(Records from a data source)
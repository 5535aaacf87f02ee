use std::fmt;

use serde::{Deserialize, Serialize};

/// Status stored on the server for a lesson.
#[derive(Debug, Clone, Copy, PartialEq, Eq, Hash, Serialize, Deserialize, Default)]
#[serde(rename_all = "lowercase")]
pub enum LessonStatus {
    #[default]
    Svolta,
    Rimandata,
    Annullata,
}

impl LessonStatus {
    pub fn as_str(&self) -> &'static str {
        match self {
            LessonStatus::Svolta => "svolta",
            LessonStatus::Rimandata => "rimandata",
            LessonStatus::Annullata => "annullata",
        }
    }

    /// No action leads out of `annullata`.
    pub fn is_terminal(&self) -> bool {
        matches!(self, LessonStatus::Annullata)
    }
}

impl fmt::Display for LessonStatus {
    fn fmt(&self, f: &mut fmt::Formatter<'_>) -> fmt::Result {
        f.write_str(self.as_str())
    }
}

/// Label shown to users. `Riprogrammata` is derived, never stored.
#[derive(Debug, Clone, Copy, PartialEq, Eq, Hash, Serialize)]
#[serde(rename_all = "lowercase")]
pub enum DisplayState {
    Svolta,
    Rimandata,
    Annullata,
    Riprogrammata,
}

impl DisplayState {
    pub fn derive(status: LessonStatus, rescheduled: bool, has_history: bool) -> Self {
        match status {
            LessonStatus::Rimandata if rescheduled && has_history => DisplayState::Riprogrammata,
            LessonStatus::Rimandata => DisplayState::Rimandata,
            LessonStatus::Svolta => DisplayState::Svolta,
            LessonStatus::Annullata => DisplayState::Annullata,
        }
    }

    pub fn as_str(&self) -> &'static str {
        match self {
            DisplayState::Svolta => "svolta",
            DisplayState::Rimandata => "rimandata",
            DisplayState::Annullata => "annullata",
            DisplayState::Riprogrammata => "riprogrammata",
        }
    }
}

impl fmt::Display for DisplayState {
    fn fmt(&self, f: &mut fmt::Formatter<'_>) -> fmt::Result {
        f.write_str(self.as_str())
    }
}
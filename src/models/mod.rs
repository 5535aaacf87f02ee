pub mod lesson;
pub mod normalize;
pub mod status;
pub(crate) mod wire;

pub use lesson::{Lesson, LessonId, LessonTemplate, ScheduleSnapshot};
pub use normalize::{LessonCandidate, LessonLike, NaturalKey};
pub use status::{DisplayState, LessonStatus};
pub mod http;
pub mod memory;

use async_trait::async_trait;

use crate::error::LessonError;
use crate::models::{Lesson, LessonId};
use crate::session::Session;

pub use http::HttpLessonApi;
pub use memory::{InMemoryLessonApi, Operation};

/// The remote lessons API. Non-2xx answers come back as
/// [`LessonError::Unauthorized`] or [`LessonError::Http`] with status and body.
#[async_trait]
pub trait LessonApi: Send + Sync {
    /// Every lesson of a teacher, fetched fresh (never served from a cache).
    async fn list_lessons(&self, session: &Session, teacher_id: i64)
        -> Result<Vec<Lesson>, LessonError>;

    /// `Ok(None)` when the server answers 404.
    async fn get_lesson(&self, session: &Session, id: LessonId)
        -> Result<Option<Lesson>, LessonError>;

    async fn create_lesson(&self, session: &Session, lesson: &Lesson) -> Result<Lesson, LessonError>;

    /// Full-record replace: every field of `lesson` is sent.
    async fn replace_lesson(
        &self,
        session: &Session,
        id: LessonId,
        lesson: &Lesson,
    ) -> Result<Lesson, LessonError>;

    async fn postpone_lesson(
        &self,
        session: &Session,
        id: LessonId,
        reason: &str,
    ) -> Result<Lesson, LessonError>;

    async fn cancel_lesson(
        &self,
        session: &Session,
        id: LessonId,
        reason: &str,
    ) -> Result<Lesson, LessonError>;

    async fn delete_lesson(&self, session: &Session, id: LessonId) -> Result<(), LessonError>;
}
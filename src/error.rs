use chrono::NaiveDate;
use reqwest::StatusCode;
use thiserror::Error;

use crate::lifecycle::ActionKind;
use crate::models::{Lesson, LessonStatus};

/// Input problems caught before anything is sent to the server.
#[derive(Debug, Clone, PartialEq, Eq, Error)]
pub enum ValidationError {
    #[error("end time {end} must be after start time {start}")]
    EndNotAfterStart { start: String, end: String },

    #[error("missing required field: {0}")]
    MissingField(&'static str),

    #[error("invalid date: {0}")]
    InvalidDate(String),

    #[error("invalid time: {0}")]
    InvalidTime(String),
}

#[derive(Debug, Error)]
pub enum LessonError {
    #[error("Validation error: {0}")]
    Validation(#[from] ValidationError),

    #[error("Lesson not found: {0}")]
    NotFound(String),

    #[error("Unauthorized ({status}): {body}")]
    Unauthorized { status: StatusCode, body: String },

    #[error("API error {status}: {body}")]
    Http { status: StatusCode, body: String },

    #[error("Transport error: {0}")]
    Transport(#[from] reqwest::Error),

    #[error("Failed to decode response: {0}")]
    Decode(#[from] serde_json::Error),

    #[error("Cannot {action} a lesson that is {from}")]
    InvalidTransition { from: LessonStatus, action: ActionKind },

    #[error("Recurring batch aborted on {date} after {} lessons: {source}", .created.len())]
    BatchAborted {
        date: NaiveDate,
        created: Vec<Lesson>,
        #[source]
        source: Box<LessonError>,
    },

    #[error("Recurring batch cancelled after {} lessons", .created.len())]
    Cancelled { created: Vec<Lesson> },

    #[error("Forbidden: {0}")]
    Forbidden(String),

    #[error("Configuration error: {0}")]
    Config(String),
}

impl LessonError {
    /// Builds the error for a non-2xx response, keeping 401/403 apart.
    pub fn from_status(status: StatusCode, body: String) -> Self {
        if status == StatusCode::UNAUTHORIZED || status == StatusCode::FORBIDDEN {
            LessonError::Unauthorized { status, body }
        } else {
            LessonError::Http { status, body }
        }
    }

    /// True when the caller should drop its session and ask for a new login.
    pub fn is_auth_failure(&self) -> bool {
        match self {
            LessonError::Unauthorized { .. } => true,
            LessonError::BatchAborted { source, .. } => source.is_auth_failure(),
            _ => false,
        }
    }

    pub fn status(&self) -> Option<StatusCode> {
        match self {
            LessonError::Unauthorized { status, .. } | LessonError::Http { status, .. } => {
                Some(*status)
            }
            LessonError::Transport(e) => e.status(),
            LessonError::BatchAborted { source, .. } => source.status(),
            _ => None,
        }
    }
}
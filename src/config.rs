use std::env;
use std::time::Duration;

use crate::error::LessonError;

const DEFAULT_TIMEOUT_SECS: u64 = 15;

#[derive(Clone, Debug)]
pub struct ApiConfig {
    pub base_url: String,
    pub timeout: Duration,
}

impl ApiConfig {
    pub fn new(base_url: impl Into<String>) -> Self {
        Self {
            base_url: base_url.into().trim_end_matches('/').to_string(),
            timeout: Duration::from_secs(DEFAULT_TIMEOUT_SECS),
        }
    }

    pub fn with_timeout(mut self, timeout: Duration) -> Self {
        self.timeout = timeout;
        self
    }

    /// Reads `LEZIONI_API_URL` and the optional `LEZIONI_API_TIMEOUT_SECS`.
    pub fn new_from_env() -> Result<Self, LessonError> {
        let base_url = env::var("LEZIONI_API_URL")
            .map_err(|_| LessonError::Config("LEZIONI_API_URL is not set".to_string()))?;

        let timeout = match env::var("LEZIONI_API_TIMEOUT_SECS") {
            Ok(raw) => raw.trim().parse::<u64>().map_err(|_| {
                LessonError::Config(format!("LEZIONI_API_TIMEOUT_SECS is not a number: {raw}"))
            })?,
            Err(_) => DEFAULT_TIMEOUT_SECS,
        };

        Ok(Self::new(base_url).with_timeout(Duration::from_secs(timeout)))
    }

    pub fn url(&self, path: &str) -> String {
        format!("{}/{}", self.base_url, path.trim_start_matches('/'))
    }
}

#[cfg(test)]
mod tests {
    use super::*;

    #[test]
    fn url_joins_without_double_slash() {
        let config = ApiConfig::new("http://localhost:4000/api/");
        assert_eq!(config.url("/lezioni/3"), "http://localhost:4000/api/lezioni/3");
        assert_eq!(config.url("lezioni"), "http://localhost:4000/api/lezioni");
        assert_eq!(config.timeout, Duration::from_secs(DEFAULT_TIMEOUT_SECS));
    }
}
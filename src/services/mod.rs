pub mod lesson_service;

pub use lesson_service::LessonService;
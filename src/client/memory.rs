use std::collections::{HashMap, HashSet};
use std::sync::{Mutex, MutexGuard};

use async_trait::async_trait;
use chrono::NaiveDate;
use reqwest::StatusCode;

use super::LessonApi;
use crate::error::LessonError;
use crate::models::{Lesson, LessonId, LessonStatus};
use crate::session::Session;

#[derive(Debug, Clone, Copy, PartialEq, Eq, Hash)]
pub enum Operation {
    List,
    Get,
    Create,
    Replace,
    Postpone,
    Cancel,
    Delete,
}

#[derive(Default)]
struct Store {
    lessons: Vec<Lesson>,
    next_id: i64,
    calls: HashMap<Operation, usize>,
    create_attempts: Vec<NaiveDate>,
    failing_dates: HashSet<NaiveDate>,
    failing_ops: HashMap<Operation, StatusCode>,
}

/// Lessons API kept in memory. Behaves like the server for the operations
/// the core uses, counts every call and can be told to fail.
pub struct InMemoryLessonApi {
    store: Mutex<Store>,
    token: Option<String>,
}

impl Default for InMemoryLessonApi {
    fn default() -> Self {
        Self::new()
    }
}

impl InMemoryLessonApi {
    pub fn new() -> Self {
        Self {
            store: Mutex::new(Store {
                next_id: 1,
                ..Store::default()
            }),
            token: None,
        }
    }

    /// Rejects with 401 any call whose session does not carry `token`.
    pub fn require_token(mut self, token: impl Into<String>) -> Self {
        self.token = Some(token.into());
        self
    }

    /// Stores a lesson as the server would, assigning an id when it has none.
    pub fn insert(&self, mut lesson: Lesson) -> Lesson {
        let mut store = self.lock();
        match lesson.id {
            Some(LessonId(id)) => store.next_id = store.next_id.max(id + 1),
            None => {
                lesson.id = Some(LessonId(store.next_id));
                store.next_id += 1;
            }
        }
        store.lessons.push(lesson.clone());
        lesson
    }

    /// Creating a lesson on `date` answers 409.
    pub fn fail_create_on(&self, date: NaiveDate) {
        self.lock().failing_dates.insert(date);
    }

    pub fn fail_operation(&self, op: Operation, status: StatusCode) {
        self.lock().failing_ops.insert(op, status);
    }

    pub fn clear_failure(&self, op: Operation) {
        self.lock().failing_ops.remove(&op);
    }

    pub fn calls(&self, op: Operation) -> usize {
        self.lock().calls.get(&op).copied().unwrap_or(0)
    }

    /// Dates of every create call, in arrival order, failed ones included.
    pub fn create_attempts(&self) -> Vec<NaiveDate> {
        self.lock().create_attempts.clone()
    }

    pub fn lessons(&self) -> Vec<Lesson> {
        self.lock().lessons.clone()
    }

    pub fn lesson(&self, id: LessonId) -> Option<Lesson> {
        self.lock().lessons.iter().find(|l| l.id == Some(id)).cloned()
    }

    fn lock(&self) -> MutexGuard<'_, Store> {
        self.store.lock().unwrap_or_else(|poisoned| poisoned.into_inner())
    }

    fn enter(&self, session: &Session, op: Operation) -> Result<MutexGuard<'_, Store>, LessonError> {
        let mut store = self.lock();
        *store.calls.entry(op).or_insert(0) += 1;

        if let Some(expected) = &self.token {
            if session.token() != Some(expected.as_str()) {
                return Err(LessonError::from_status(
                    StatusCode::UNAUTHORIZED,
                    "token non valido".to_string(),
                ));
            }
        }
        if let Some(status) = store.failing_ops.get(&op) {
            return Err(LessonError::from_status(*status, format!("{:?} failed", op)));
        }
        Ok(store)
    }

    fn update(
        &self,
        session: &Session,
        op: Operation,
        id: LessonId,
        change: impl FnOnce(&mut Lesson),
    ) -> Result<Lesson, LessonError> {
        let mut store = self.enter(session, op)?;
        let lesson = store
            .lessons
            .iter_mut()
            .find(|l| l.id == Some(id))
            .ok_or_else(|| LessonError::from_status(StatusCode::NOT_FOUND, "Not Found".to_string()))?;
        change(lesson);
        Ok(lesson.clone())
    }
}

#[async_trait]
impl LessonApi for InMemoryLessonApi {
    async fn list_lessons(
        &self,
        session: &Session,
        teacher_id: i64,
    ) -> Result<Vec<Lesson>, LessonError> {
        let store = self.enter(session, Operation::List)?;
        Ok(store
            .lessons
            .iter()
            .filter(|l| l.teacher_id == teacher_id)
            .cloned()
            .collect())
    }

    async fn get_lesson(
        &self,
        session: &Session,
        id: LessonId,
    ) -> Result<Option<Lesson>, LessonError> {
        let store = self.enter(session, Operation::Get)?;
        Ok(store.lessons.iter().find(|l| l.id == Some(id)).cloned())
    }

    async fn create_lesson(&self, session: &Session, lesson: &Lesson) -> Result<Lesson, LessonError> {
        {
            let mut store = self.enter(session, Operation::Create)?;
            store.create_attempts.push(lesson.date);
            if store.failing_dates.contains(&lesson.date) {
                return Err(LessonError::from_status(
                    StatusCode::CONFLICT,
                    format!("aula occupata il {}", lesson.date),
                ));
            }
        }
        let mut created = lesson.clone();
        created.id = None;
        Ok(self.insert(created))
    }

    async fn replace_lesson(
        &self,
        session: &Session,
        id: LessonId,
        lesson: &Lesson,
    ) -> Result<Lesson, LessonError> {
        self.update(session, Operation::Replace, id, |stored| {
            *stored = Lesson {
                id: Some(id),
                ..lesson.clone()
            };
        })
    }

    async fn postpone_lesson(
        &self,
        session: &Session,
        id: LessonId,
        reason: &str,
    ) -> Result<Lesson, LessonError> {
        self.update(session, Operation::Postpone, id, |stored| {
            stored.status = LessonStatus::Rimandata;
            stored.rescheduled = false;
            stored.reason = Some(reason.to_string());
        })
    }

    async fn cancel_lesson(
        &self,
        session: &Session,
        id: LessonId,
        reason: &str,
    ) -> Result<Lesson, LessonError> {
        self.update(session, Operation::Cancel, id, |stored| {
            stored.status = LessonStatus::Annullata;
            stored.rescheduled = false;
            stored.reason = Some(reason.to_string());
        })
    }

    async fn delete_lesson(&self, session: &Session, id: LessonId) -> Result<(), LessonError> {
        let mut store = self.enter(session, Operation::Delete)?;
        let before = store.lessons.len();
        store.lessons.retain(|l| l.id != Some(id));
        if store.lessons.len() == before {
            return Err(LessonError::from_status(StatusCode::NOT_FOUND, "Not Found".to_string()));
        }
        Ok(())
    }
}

Required action:
Determine the number of lines in the entries that hold the string "update"; write that number and nothing else.

Answer for the task:
4